--- Description of the task ---
Across the listing below, how many lines contain the string "PartialEq"? Only the number is needed.

-- Opening Marker --

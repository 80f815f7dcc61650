//! Detector configuration and validation.
//!
//! [`DetectorConfig`] is a plain value: the front-end edits its own copy
//! while the detector is Idle and passes a snapshot into every
//! [`start`](crate::detector::OnsetDetector::start) call.  Nothing is
//! persisted across runs of the process.

use thiserror::Error;

// ---------------------------------------------------------------------------
// ConfigError
// ---------------------------------------------------------------------------

/// Errors raised when a [`DetectorConfig`] fails validation.
#[derive(Debug, Error, PartialEq)]
pub enum ConfigError {
    /// Threshold must be finite and in `(0.0, 1.0]`.
    #[error("threshold must be finite and in (0.0, 1.0], got {0}")]
    InvalidThreshold(f32),

    /// Debounce interval must be finite and strictly positive.
    #[error("debounce interval must be finite and > 0 seconds, got {0}")]
    InvalidDebounce(f32),

    /// History window must hold at least one reading.
    #[error("history size must be >= 1")]
    ZeroHistory,

    /// Sample rate must be strictly positive.
    #[error("sample rate must be > 0 Hz")]
    ZeroSampleRate,

    /// Block size must be strictly positive.
    #[error("block size must be > 0 samples")]
    ZeroBlockSize,
}

// ---------------------------------------------------------------------------
// DetectorConfig
// ---------------------------------------------------------------------------

/// Settings for one detector run.
///
/// Defaults match a typical guitar-cable setup: a quiet-room threshold of
/// `0.01`, a 200 ms debounce, and 1024-sample blocks at 44.1 kHz.
#[derive(Debug, Clone, PartialEq)]
pub struct DetectorConfig {
    /// Input device index from [`crate::audio::list_input_devices`];
    /// `None` means the system default input device.
    pub device: Option<usize>,

    /// RMS loudness above which a block qualifies as an onset, in
    /// `(0.0, 1.0]`.  The comparison is strict: a block exactly at the
    /// threshold does not trigger.
    pub threshold: f32,

    /// Minimum seconds between two clicks.  Also strict: a block landing
    /// exactly on the debounce boundary does not trigger.
    pub debounce_secs: f32,

    /// Number of recent loudness readings kept in the rolling history.
    ///
    /// The history is observational only — it has no effect on the trigger
    /// decision.  It is kept as a hook for future smoothing.
    pub history_size: usize,

    /// Requested sample rate in Hz.  The capture backend may substitute
    /// the device's preferred rate (logged when it does).
    pub sample_rate: u32,

    /// Requested samples per callback block.
    pub block_size: u32,
}

impl Default for DetectorConfig {
    fn default() -> Self {
        Self {
            device: None,
            threshold: 0.01,
            debounce_secs: 0.2,
            history_size: 5,
            sample_rate: 44_100,
            block_size: 1024,
        }
    }
}

impl DetectorConfig {
    /// Validate every field.
    ///
    /// Called by [`crate::detector::OnsetDetector::start`] before any
    /// stream resource is touched, so an invalid config leaves the
    /// detector Idle.
    pub fn validate(&self) -> Result<(), ConfigError> {
        if !self.threshold.is_finite() || self.threshold <= 0.0 || self.threshold > 1.0 {
            return Err(ConfigError::InvalidThreshold(self.threshold));
        }
        if !self.debounce_secs.is_finite() || self.debounce_secs <= 0.0 {
            return Err(ConfigError::InvalidDebounce(self.debounce_secs));
        }
        if self.history_size == 0 {
            return Err(ConfigError::ZeroHistory);
        }
        if self.sample_rate == 0 {
            return Err(ConfigError::ZeroSampleRate);
        }
        if self.block_size == 0 {
            return Err(ConfigError::ZeroBlockSize);
        }
        Ok(())
    }
}

// ---------------------------------------------------------------------------
// Tests
// ---------------------------------------------------------------------------
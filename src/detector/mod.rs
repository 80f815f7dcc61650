//! Onset detection — debounce decision, capture loop, calibration mode.
//!
//! [`OnsetDebouncer`] holds the per-run decision state, [`OnsetDetector`]
//! owns the stream lifecycle and the `Idle ⇄ Running` state machine, and
//! [`run_level_meter`] reuses the capture pipeline for threshold
//! calibration without triggering anything.

pub mod debounce;
pub mod meter;
pub mod runner;

#[cfg(test)]
pub mod testing;

pub use debounce::OnsetDebouncer;
pub use meter::{run_level_meter, LevelReading};
pub use runner::{DetectorError, OnsetDetector, RunState};
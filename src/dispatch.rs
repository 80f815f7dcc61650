//! Fire-and-forget click dispatch.
//!
//! [`ActionDispatcher`] decouples the time-critical audio callback from
//! the (potentially slow) click action.  Each [`TriggerEvent`] becomes one
//! independent `tokio::task::spawn_blocking` unit; the caller returns
//! immediately.  Overlapping actions are neither ordered nor serialized —
//! the debounce interval is the only thing limiting click frequency.
//!
//! Action failures are logged and forwarded over an unbounded error
//! channel that the front-end drains without blocking; they never touch
//! the run's state machine.

use std::sync::Arc;
use std::time::Instant;

use tokio::sync::mpsc;

use crate::click::{ActionError, ClickAction};

// ---------------------------------------------------------------------------
// TriggerEvent
// ---------------------------------------------------------------------------

/// One qualifying onset, produced by the capture loop and consumed
/// immediately by the dispatcher.
#[derive(Debug, Clone, Copy)]
pub struct TriggerEvent {
    /// When the block that crossed the threshold was processed.
    pub at: Instant,
    /// The RMS loudness that crossed the threshold.
    pub volume: f32,
}

// ---------------------------------------------------------------------------
// ActionDispatcher
// ---------------------------------------------------------------------------

/// Spawns one blocking task per trigger and never waits on it.
///
/// Cheap to clone; clones share the action and the error channel.
#[derive(Clone)]
pub struct ActionDispatcher {
    handle: tokio::runtime::Handle,
    action: Arc<dyn ClickAction>,
    error_tx: mpsc::UnboundedSender<ActionError>,
}

impl ActionDispatcher {
    /// Create a dispatcher running actions on `handle`.
    ///
    /// Returns the dispatcher plus the receiving end of the error channel.
    /// Callers drain it with `try_recv` (non-blocking); dropping it is
    /// fine — errors are still logged inside the task.
    pub fn new(
        handle: tokio::runtime::Handle,
        action: Arc<dyn ClickAction>,
    ) -> (Self, mpsc::UnboundedReceiver<ActionError>) {
        let (error_tx, error_rx) = mpsc::unbounded_channel();
        (
            Self {
                handle,
                action,
                error_tx,
            },
            error_rx,
        )
    }

    /// Hand off one trigger.  Returns immediately; the click runs on the
    /// blocking thread pool with its own error containment.
    pub fn dispatch(&self, event: TriggerEvent) {
        let action = Arc::clone(&self.action);
        let error_tx = self.error_tx.clone();

        self.handle.spawn_blocking(move || match action.click() {
            Ok(()) => {
                log::info!("CLICK! (volume: {:.4})", event.volume);
            }
            Err(e) => {
                log::warn!("click action failed: {e}");
                // Receiver may have been dropped; the log line above is
                // the fallback report.
                let _ = error_tx.send(e);
            }
        });
    }
}

// ---------------------------------------------------------------------------
// Tests
// ---------------------------------------------------------------------------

-- Closing Marker --

--- Written reply ---
2